Je crois sincèrement qu'au Canada, nous voulons tous la même chose. Nous aimons notre pays. C'est un pays libre où il fait bon vivre et où les gens souhaitent prospérer. Nous devons favoriser le dialogue ouvert, afin que les gens ne croient pas qu'un propriétaire de compagnie pétrolière n'est qu'une personne qui fait beaucoup d'argent en transportant du pétrole brut d'un bout à l'autre du pays sans que le grand public puisse en tirer parti.
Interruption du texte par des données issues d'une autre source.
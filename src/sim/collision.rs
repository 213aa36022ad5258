//! Axis-aligned bounding box collision
//!
//! Every entity in the runner is tested by its tight axis-aligned bounds.
//! Coordinates are screen-space: x grows right, y grows down.

use glam::Vec2;
use serde::{Deserialize, Serialize};

/// An axis-aligned rectangle given by its top-left corner and size
#[derive(Debug, Clone, Copy, PartialEq, Serialize, Deserialize)]
pub struct Aabb {
    pub min: Vec2,
    pub size: Vec2,
}

impl Aabb {
    pub fn new(min: Vec2, size: Vec2) -> Self {
        Self { min, size }
    }

    #[inline]
    pub fn left(&self) -> f32 {
        self.min.x
    }

    #[inline]
    pub fn right(&self) -> f32 {
        self.min.x + self.size.x
    }

    #[inline]
    pub fn top(&self) -> f32 {
        self.min.y
    }

    #[inline]
    pub fn bottom(&self) -> f32 {
        self.min.y + self.size.y
    }

    #[inline]
    pub fn max(&self) -> Vec2 {
        self.min + self.size
    }

    pub fn center(&self) -> Vec2 {
        self.min + self.size * 0.5
    }

    /// Strict overlap test: boxes that only share an edge do not intersect
    pub fn intersects(&self, other: &Aabb) -> bool {
        self.left() < other.right()
            && other.left() < self.right()
            && self.top() < other.bottom()
            && other.top() < self.bottom()
    }
}

/// Index of the first obstacle box overlapping the player, if any
pub fn first_overlap(player: &Aabb, obstacles: impl IntoIterator<Item = Aabb>) -> Option<usize> {
    obstacles.into_iter().position(|b| player.intersects(&b))
}

#[cfg(test)]
mod tests {
    use super::*;

    fn boxed(x: f32, y: f32, w: f32, h: f32) -> Aabb {
        Aabb::new(Vec2::new(x, y), Vec2::new(w, h))
    }

    #[test]
    fn test_overlap() {
        let a = boxed(0.0, 0.0, 10.0, 10.0);
        let b = boxed(5.0, 5.0, 10.0, 10.0);
        assert!(a.intersects(&b));
        assert!(b.intersects(&a));
    }

    #[test]
    fn test_contained() {
        let outer = boxed(0.0, 0.0, 100.0, 100.0);
        let inner = boxed(40.0, 40.0, 5.0, 5.0);
        assert!(outer.intersects(&inner));
        assert!(inner.intersects(&outer));
    }

    #[test]
    fn test_touching_edges_do_not_overlap() {
        let a = boxed(0.0, 0.0, 10.0, 10.0);
        let right = boxed(10.0, 0.0, 10.0, 10.0);
        let below = boxed(0.0, 10.0, 10.0, 10.0);
        assert!(!a.intersects(&right));
        assert!(!a.intersects(&below));
    }

    #[test]
    fn test_separated_on_one_axis() {
        // Overlapping in x, far apart in y (player mid-jump over a block)
        let player = boxed(200.0, 300.0, 40.0, 60.0);
        let block = boxed(210.0, 440.0, 40.0, 60.0);
        assert!(!player.intersects(&block));
    }

    #[test]
    fn test_first_overlap() {
        let player = boxed(200.0, 440.0, 40.0, 60.0);
        let boxes = [
            boxed(0.0, 440.0, 20.0, 60.0),
            boxed(230.0, 460.0, 20.0, 40.0),
            boxed(235.0, 460.0, 20.0, 40.0),
        ];
        assert_eq!(first_overlap(&player, boxes), Some(1));
        assert_eq!(first_overlap(&player, boxes[..1].iter().copied()), None);
    }
}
Les communautés rurales qui sont touchées par les incidences d'un grand nombre de projets de pipeline sont en général déjà passées par plusieurs cycles d'expansion et de ralentissement, particulièrement dans les provinces de l'Ouest, à cause de la présence du pétrole et du gaz. Peut-être pourrait-on inclure obligatoirement dans les projets de petites entreprises appartenant à ces communautés au fur et à mesure que les pipelines progressent? Les retombées économiques pour ces petites communautés seraient positives et je crois vraiment que si elles comprennent les avantages des programmes, elles nous appuieront majoritairement.
Je pense que tôt ou tard, il faudra inévitablement déplacer le pétrole brut. On parle beaucoup d'énergie renouvelable, ce qui est bien, et je pense que cela permet au Canada d'aller de l'avant également, mais ce qui nous réussira le mieux c'est de combiner toutes les industries (du moins c'est notre point de vue ici en Alberta, au sein de notre entreprise et selon mes valeurs familiales).
Je ne suis pas sûr de savoir exactement à quel type d'information vous vous attendez ce matin. Ici, en Alberta, en respectant nos valeurs, nous connaissons beaucoup de succès comme entreprise. Nous sommes en affaires depuis plus de 50 ans et, pour être honnête, c'est une valeur familiale avant tout de travailler avec les gens et de faire ce que nous disons faire.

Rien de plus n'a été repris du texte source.